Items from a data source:
BEGIN
//! Render Models
//!
//! Everything the list components need, computed from the stored
//! items and the view state. The components only draw these.

use std::collections::BTreeMap;

use crate::domain::{category_emoji, normalize_category, GroceryItem, MasterItem, ShoppingItem};

use super::filter::{filter_by_category, filter_items, CategoryFilter};
use super::sort::{sort_items, SortOrder};
use super::state::ViewState;

/// Placeholder shown instead of a list
#[derive(Debug, Clone, Copy, PartialEq, Eq)]
pub enum EmptyState {
    NoMasterItems,
    NoShoppingItems,
    NoItemsInCategory,
}

impl EmptyState {
    pub fn icon(&self) -> &'static str {
        match self {
            EmptyState::NoMasterItems => "📦",
            EmptyState::NoShoppingItems => "🛒",
            EmptyState::NoItemsInCategory => "🔍",
        }
    }

    pub fn title(&self) -> &'static str {
        match self {
            EmptyState::NoMasterItems => "No items in master list",
            EmptyState::NoShoppingItems => "Shopping list is empty",
            EmptyState::NoItemsInCategory => "No items in this category",
        }
    }

    pub fn hint(&self) -> &'static str {
        match self {
            EmptyState::NoMasterItems => "Add items to your master inventory to get started!",
            EmptyState::NoShoppingItems => "Add items from your master list to start shopping!",
            EmptyState::NoItemsInCategory => {
                "Try selecting a different category or add more items to your shopping list."
            }
        }
    }
}

#[derive(Debug, Clone, PartialEq, Eq)]
pub struct CategoryGroup<T> {
    pub category: String,
    pub emoji: &'static str,
    pub items: Vec<T>,
}

#[derive(Debug, Clone, PartialEq, Eq)]
pub struct MasterListView {
    pub groups: Vec<CategoryGroup<MasterItem>>,
    pub empty: Option<EmptyState>,
}

#[derive(Debug, Clone, PartialEq, Eq)]
pub struct ShoppingListView {
    /// Entries not yet completed
    pub active: usize,
    pub total: usize,
    /// Hidden when there is nothing to filter
    pub show_filter_bar: bool,
    pub active_filter: CategoryFilter,
    pub items: Vec<ShoppingItem>,
    pub empty: Option<EmptyState>,
}

impl ShoppingListView {
    pub fn status_line(&self) -> String {
        format!("{}/{} items", self.active, self.total)
    }
}

/// Group by category (blank → "Other"), groups in category name order,
/// items inside each group in `order`
pub fn group_by_category<T: GroceryItem>(items: &[T], order: SortOrder) -> Vec<CategoryGroup<T>> {
    let mut grouped: BTreeMap<String, Vec<T>> = BTreeMap::new();
    for item in items {
        grouped
            .entry(normalize_category(item.category()))
            .or_default()
            .push(item.clone());
    }

    grouped
        .into_iter()
        .map(|(category, members)| CategoryGroup {
            emoji: category_emoji(&category),
            items: sort_items(&members, order),
            category,
        })
        .collect()
}

pub fn render_master_list(items: &[MasterItem], state: &ViewState) -> MasterListView {
    let visible = filter_items(items, &state.master_search);
    if visible.is_empty() {
        return MasterListView {
            groups: Vec::new(),
            empty: Some(EmptyState::NoMasterItems),
        };
    }
    MasterListView {
        groups: group_by_category(&visible, state.master_sort),
        empty: None,
    }
}

/// Counts and the filter bar reflect the searched list before the
/// category filter is applied
pub fn render_shopping_list(items: &[ShoppingItem], state: &ViewState) -> ShoppingListView {
    let searched = filter_items(items, &state.shopping_search);
    let total = searched.len();
    let active = searched.iter().filter(|item| !item.completed).count();

    let shown = sort_items(
        &filter_by_category(&searched, &state.category_filter),
        state.shopping_sort,
    );

    let empty = if searched.is_empty() {
        Some(EmptyState::NoShoppingItems)
    } else if shown.is_empty() && !state.category_filter.is_all() {
        Some(EmptyState::NoItemsInCategory)
    } else {
        None
    };

    ShoppingListView {
        active,
        total,
        show_filter_bar: total > 0,
        active_filter: state.category_filter.clone(),
        items: shown,
        empty,
    }
}

#[cfg(test)]
mod tests {
    use super::*;

    fn master(id: i64, name: &str, category: &str, quantity: u32) -> MasterItem {
        MasterItem {
            id,
            name: name.to_string(),
            category: category.to_string(),
            quantity,
        }
    }

    fn shopping(id: i64, name: &str, category: &str, completed: bool) -> ShoppingItem {
        ShoppingItem {
            id,
            name: name.to_string(),
            category: category.to_string(),
            quantity: 1,
            completed,
            added_at: id,
        }
    }

    #[test]
    fn test_empty_master_list() {
        let view = render_master_list(&[], &ViewState::default());
        assert_eq!(view.empty, Some(EmptyState::NoMasterItems));
        assert!(view.groups.is_empty());
    }

    #[test]
    fn test_master_groups_sorted_by_category_then_sort_order() {
        let items = vec![
            master(1, "Yogurt", "Dairy", 1),
            master(2, "Steak", "Meat", 1),
            master(3, "Butter", "Dairy", 5),
            master(4, "Foil", "", 1),
        ];
        let mut state = ViewState::default();
        let view = render_master_list(&items, &state);

        let categories: Vec<_> = view.groups.iter().map(|g| g.category.as_str()).collect();
        assert_eq!(categories, vec!["Dairy", "Meat", "Other"]);
        assert_eq!(view.groups[0].emoji, "🥛");
        let dairy: Vec<_> = view.groups[0].items.iter().map(|i| i.id).collect();
        assert_eq!(dairy, vec![3, 1]);

        state.master_sort = SortOrder::QuantityAsc;
        let view = render_master_list(&items, &state);
        let dairy: Vec<_> = view.groups[0].items.iter().map(|i| i.id).collect();
        assert_eq!(dairy, vec![1, 3]);
    }

    #[test]
    fn test_master_search_with_no_hits_shows_empty_state() {
        let items = vec![master(1, "Yogurt", "Dairy", 1)];
        let state = ViewState {
            master_search: "zzz".to_string(),
            ..Default::default()
        };
        assert_eq!(render_master_list(&items, &state).empty, Some(EmptyState::NoMasterItems));
    }

    #[test]
    fn test_shopping_counts_and_filter_bar() {
        let items = vec![
            shopping(1, "Milk", "Dairy", false),
            shopping(2, "Bread", "Bakery", true),
            shopping(3, "Cheese", "Dairy", false),
        ];
        let view = render_shopping_list(&items, &ViewState::default());
        assert_eq!(view.status_line(), "2/3 items");
        assert!(view.show_filter_bar);
        assert_eq!(view.empty, None);
        let names: Vec<_> = view.items.iter().map(|i| i.name.as_str()).collect();
        assert_eq!(names, vec!["Bread", "Cheese", "Milk"]);
    }

    #[test]
    fn test_empty_shopping_list_hides_filter_bar() {
        let state = ViewState {
            category_filter: CategoryFilter::from_value("Meat"),
            ..Default::default()
        };
        let view = render_shopping_list(&[], &state);
        assert_eq!(view.empty, Some(EmptyState::NoShoppingItems));
        assert!(!view.show_filter_bar);
        assert_eq!(view.status_line(), "0/0 items");
    }

    #[test]
    fn test_category_with_no_matches() {
        let items = vec![shopping(1, "Milk", "Dairy", false)];
        let state = ViewState {
            category_filter: CategoryFilter::from_value("Frozen"),
            ..Default::default()
        };
        let view = render_shopping_list(&items, &state);
        assert_eq!(view.empty, Some(EmptyState::NoItemsInCategory));
        assert!(view.show_filter_bar);
        assert_eq!(view.status_line(), "1/1 items");
        assert!(view.items.is_empty());
    }

    #[test]
    fn test_category_filter_applies_before_sort() {
        let items = vec![
            shopping(1, "Yogurt", "Dairy", true),
            shopping(2, "Bread", "Bakery", false),
            shopping(3, "Cream", "Dairy", false),
        ];
        let state = ViewState {
            category_filter: CategoryFilter::from_value("Dairy"),
            shopping_sort: SortOrder::CompletedAsc,
            ..Default::default()
        };
        let view = render_shopping_list(&items, &state);
        let ids: Vec<_> = view.items.iter().map(|i| i.id).collect();
        assert_eq!(ids, vec![3, 1]);
        assert_eq!(view.active_filter.as_str(), "Dairy");
    }
}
END
> _TASK TO COMPLETE_
Write out only the lines from the very start of the entries above to the line that includes "use super::state::ViewState;", both ends included, each one unchanged.

> _EXERCISE OUTPUT_
//! Render Models
//!
//! Everything the list components need, computed from the stored
//! items and the view state. The components only draw these.

use std::collections::BTreeMap;

use crate::domain::{category_emoji, normalize_category, GroceryItem, MasterItem, ShoppingItem};

use super::filter::{filter_by_category, filter_items, CategoryFilter};
use super::sort::{sort_items, SortOrder};
use super::state::ViewState;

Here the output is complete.